Some say it is a revolution, and I suppose that is quite true considering the long years we have used only the high-rpm, over-square, piped two-cycle engines. Revolution may be too strong a word, but for sure the four-cycles are here to stay.

One can get a little carried away with all the raves in the modeling publications. For me the challenge of getting a smoker system to work with a four-cycle was enough for me to jump in head first. Checking my financial status and credit rating at the bank, I found I could purchase an O.S. .40 four-stroker to get things started.

Doc Mathews, one of today's more prolific model designers, made an interesting statement: "A sequel to a highly-successful previous effort can often become a disaster with Good Daddy III, Rumble III, etc." Doc's experience scaling up and down Free Flight models showed him good qualities sometimes lost in the scaling process. With this in mind I went about the process of putting some lines on paper to fit an O.S. .40 FS. My mind went to layouts of earlier Doubler designs. The Doubler has a simple structure and excellent flying qualities. I decided to retain the good things and make changes necessary for the different model size and engine type.

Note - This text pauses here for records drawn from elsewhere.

// SPDX-License-Identifier: AGPL-3.0-or-later
//
// Copyright (C) 2026 Journal Vault

//! Credit ledger: materialized per-user balance plus an append-only
//! transaction log.
//!
//! The stored balance is a view of the log, never an independent source of
//! truth: every balance mutation and its log row commit in the same write
//! transaction, so a crash leaves both untouched or both applied. Log rows
//! are never updated or deleted; they survive even account deletion as an
//! audit trail.

use chrono::{DateTime, Utc};
use redb::ReadableTable;
use serde::{Deserialize, Serialize};
use utoipa::ToSchema;

use super::database::{
    next_id, StorageError, StorageResult, VaultDatabase, TRANSACTIONS, TX_ID_COUNTER, USERS,
};
use super::users::UserRecord;

/// Transaction kind. `usage` rows carry negative amounts, the others positive.
#[derive(Debug, Clone, Copy, PartialEq, Eq, Serialize, Deserialize, ToSchema)]
#[serde(rename_all = "lowercase")]
pub enum TransactionKind {
    /// Credits granted (signup welcome grant or completed payment).
    Purchase,
    /// Credits consumed by a journal write.
    Usage,
    /// Credits returned by the payment collaborator.
    Refund,
}

/// One append-only ledger row.
#[derive(Debug, Clone, Serialize, Deserialize, ToSchema)]
pub struct CreditTransaction {
    /// Monotonic transaction id (scoped to the whole ledger).
    pub tx_id: u64,
    /// Owning user.
    pub owner_id: u64,
    /// Signed amount; the sum over a user's rows equals their balance.
    pub amount: i64,
    pub kind: TransactionKind,
    /// Human-readable reason ("journal entry", "welcome credits", ...).
    pub description: String,
    /// Collaborator that initiated a grant (e.g. "signup", "stripe").
    #[serde(skip_serializing_if = "Option::is_none")]
    pub source: Option<String>,
    /// Correlation id from the initiating collaborator.
    #[serde(skip_serializing_if = "Option::is_none")]
    pub external_ref: Option<String>,
    pub created_at: DateTime<Utc>,
}

/// Outcome of a debit attempt. Refusal is an expected outcome, not an error;
/// the error channel is reserved for storage failures.
#[derive(Debug, Clone, PartialEq, Eq)]
pub enum DebitOutcome {
    /// Balance decremented and a usage row appended.
    Applied { new_balance: i64 },
    /// The debit would have driven the balance negative; nothing was mutated.
    InsufficientCredits { available: i64, required: i64 },
}

/// Repository for ledger operations on the shared vault database.
pub struct LedgerRepository<'a> {
    db: &'a VaultDatabase,
}

impl<'a> LedgerRepository<'a> {
    pub fn new(db: &'a VaultDatabase) -> Self {
        Self { db }
    }

    /// Read the materialized balance.
    pub fn balance(&self, owner_id: u64) -> StorageResult<i64> {
        let read_txn = self.db.begin_read()?;
        let users = read_txn.open_table(USERS)?;
        let record = users
            .get(owner_id)?
            .ok_or(StorageError::UnknownUser(owner_id))?;
        let user: UserRecord = serde_json::from_slice(record.value())?;
        Ok(user.balance)
    }

    /// Debit `amount` credits, appending a usage row.
    ///
    /// Runs entirely inside one exclusive write transaction: the balance
    /// check, the balance update, and the log append commit together or not
    /// at all. A refused debit aborts the transaction untouched.
    pub fn debit(
        &self,
        owner_id: u64,
        amount: i64,
        description: &str,
    ) -> StorageResult<DebitOutcome> {
        debug_assert!(amount > 0, "debit amount must be positive");

        let write_txn = self.db.begin_write()?;
        let outcome = {
            let mut users = write_txn.open_table(USERS)?;
            let mut user: UserRecord = {
                let record = users
                    .get(owner_id)?
                    .ok_or(StorageError::UnknownUser(owner_id))?;
                serde_json::from_slice(record.value())?
            };

            if user.balance < amount {
                DebitOutcome::InsufficientCredits {
                    available: user.balance,
                    required: amount,
                }
            } else {
                user.balance -= amount;
                user.updated_at = Utc::now();
                users.insert(owner_id, serde_json::to_vec(&user)?.as_slice())?;

                let tx_id = next_id(&write_txn, TX_ID_COUNTER)?;
                let row = CreditTransaction {
                    tx_id,
                    owner_id,
                    amount: -amount,
                    kind: TransactionKind::Usage,
                    description: description.to_string(),
                    source: None,
                    external_ref: None,
                    created_at: Utc::now(),
                };
                let mut transactions = write_txn.open_table(TRANSACTIONS)?;
                transactions.insert((owner_id, tx_id), serde_json::to_vec(&row)?.as_slice())?;

                DebitOutcome::Applied {
                    new_balance: user.balance,
                }
            }
        };

        match outcome {
            DebitOutcome::Applied { .. } => write_txn.commit()?,
            DebitOutcome::InsufficientCredits { .. } => write_txn.abort()?,
        }
        Ok(outcome)
    }

    /// Credit `amount` (a purchase or refund), appending a log row.
    /// Returns the new balance.
    pub fn credit(
        &self,
        owner_id: u64,
        amount: i64,
        kind: TransactionKind,
        source: Option<String>,
        external_ref: Option<String>,
        description: &str,
    ) -> StorageResult<i64> {
        debug_assert!(amount > 0, "credit amount must be positive");

        let write_txn = self.db.begin_write()?;
        let new_balance = {
            let mut users = write_txn.open_table(USERS)?;
            let mut user: UserRecord = {
                let record = users
                    .get(owner_id)?
                    .ok_or(StorageError::UnknownUser(owner_id))?;
                serde_json::from_slice(record.value())?
            };

            user.balance += amount;
            user.updated_at = Utc::now();
            users.insert(owner_id, serde_json::to_vec(&user)?.as_slice())?;

            let tx_id = next_id(&write_txn, TX_ID_COUNTER)?;
            let row = CreditTransaction {
                tx_id,
                owner_id,
                amount,
                kind,
                description: description.to_string(),
                source,
                external_ref,
                created_at: Utc::now(),
            };
            let mut transactions = write_txn.open_table(TRANSACTIONS)?;
            transactions.insert((owner_id, tx_id), serde_json::to_vec(&row)?.as_slice())?;

            user.balance
        };
        write_txn.commit()?;
        Ok(new_balance)
    }

    /// List a user's transactions, newest first.
    pub fn history(&self, owner_id: u64, limit: usize) -> StorageResult<Vec<CreditTransaction>> {
        let read_txn = self.db.begin_read()?;
        let transactions = read_txn.open_table(TRANSACTIONS)?;

        let mut rows = Vec::new();
        for entry in transactions
            .range((owner_id, 0)..=(owner_id, u64::MAX))?
            .rev()
        {
            let (_, value) = entry?;
            match serde_json::from_slice::<CreditTransaction>(value.value()) {
                Ok(row) => rows.push(row),
                Err(e) => {
                    tracing::warn!(owner_id, error = %e, "skipping unreadable ledger row");
                }
            }
            if rows.len() >= limit {
                break;
            }
        }
        Ok(rows)
    }

    /// Number of log rows for a user.
    pub fn log_len(&self, owner_id: u64) -> StorageResult<u64> {
        let read_txn = self.db.begin_read()?;
        let transactions = read_txn.open_table(TRANSACTIONS)?;
        let mut count = 0;
        for entry in transactions.range((owner_id, 0)..=(owner_id, u64::MAX))? {
            entry?;
            count += 1;
        }
        Ok(count)
    }

    /// Fold the transaction log. Must always equal the materialized balance;
    /// used by integrity checks and tests.
    pub fn recompute(&self, owner_id: u64) -> StorageResult<i64> {
        let read_txn = self.db.begin_read()?;
        let transactions = read_txn.open_table(TRANSACTIONS)?;
        let mut sum = 0i64;
        for entry in transactions.range((owner_id, 0)..=(owner_id, u64::MAX))? {
            let (_, value) = entry?;
            let row: CreditTransaction = serde_json::from_slice(value.value())?;
            sum += row.amount;
        }
        Ok(sum)
    }
}

#[cfg(test)]
mod tests {
    use super::*;
    use crate::storage::users::UserRepository;

    fn temp_db() -> (VaultDatabase, tempfile::TempDir) {
        let dir = tempfile::tempdir().unwrap();
        let db = VaultDatabase::open(&dir.path().join("test.redb")).unwrap();
        (db, dir)
    }

    fn user_with_credits(db: &VaultDatabase, credits: i64) -> u64 {
        UserRepository::new(db).create(credits).unwrap().user_id
    }

    #[test]
    fn debit_decrements_and_appends_usage_row() {
        let (db, _dir) = temp_db();
        let owner = user_with_credits(&db, 5);
        let ledger = LedgerRepository::new(&db);

        let outcome = ledger.debit(owner, 1, "journal entry").unwrap();
        assert_eq!(outcome, DebitOutcome::Applied { new_balance: 4 });
        assert_eq!(ledger.balance(owner).unwrap(), 4);

        let history = ledger.history(owner, 10).unwrap();
        // Newest first: the usage row precedes the welcome grant.
        assert_eq!(history[0].amount, -1);
        assert_eq!(history[0].kind, TransactionKind::Usage);
    }

    #[test]
    fn over_debit_mutates_nothing() {
        let (db, _dir) = temp_db();
        let owner = user_with_credits(&db, 0);
        let ledger = LedgerRepository::new(&db);

        let log_before = ledger.log_len(owner).unwrap();
        let outcome = ledger.debit(owner, 1, "journal entry").unwrap();
        assert_eq!(
            outcome,
            DebitOutcome::InsufficientCredits {
                available: 0,
                required: 1,
            }
        );
        assert_eq!(ledger.balance(owner).unwrap(), 0);
        assert_eq!(ledger.log_len(owner).unwrap(), log_before);
    }

    #[test]
    fn credit_increments_and_records_source() {
        let (db, _dir) = temp_db();
        let owner = user_with_credits(&db, 0);
        let ledger = LedgerRepository::new(&db);

        let balance = ledger
            .credit(
                owner,
                20,
                TransactionKind::Purchase,
                Some("stripe".into()),
                Some("cs_123".into()),
                "credit pack",
            )
            .unwrap();
        assert_eq!(balance, 20);

        let history = ledger.history(owner, 10).unwrap();
        assert_eq!(history[0].amount, 20);
        assert_eq!(history[0].source.as_deref(), Some("stripe"));
        assert_eq!(history[0].external_ref.as_deref(), Some("cs_123"));
    }

    #[test]
    fn refunds_are_ordinary_credits() {
        let (db, _dir) = temp_db();
        let owner = user_with_credits(&db, 5);
        let ledger = LedgerRepository::new(&db);

        ledger.debit(owner, 3, "journal entry").unwrap();
        let balance = ledger
            .credit(
                owner,
                3,
                TransactionKind::Refund,
                Some("stripe".into()),
                None,
                "disputed charge",
            )
            .unwrap();
        assert_eq!(balance, 5);
        assert_eq!(ledger.history(owner, 1).unwrap()[0].kind, TransactionKind::Refund);
    }

    #[test]
    fn balance_is_conserved_across_mixed_operations() {
        let (db, _dir) = temp_db();
        let owner = user_with_credits(&db, 2);
        let ledger = LedgerRepository::new(&db);

        ledger.debit(owner, 1, "journal entry").unwrap();
        ledger
            .credit(owner, 10, TransactionKind::Purchase, None, None, "pack")
            .unwrap();
        ledger.debit(owner, 4, "journal entry").unwrap();
        // Rejected debit must not show up in the log.
        ledger.debit(owner, 100, "journal entry").unwrap();

        let balance = ledger.balance(owner).unwrap();
        assert_eq!(balance, 7);
        assert_eq!(ledger.recompute(owner).unwrap(), balance);
        // welcome + usage + purchase + usage = 4 applied operations
        assert_eq!(ledger.log_len(owner).unwrap(), 4);
    }

    #[test]
    fn histories_are_scoped_per_user() {
        let (db, _dir) = temp_db();
        let a = user_with_credits(&db, 5);
        let b = user_with_credits(&db, 5);
        let ledger = LedgerRepository::new(&db);

        ledger.debit(a, 2, "journal entry").unwrap();

        let history_b = ledger.history(b, 10).unwrap();
        assert!(history_b.iter().all(|row| row.owner_id == b));
        assert_eq!(history_b.len(), 1); // welcome grant only
    }

    #[test]
    fn unknown_user_is_an_error() {
        let (db, _dir) = temp_db();
        let ledger = LedgerRepository::new(&db);
        assert!(matches!(
            ledger.balance(999),
            Err(StorageError::UnknownUser(999))
        ));
        assert!(matches!(
            ledger.debit(999, 1, "x"),
            Err(StorageError::UnknownUser(999))
        ));
    }
}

Having no experience whatever with four-cycle model engines, I relied on data presented in various publications — rpm, prop sizes, weights, wing loadings, two-cycle/four-cycle comparisons, etc. Playing the game of calculated guessing in instances, I was extremely lucky and/or my research paid off. Everything turned out just right on the first flight.

One thing I've found in getting adjusted to the low-decibel putt-putting engines is to have the correct thinking concerning the "falling out of the sky" syndrome related to sound. The four-cycle just keeps boring along at a steady pace, and while doing maneuvers scale-like graceful flight is usually possible where a two-cycle might not be.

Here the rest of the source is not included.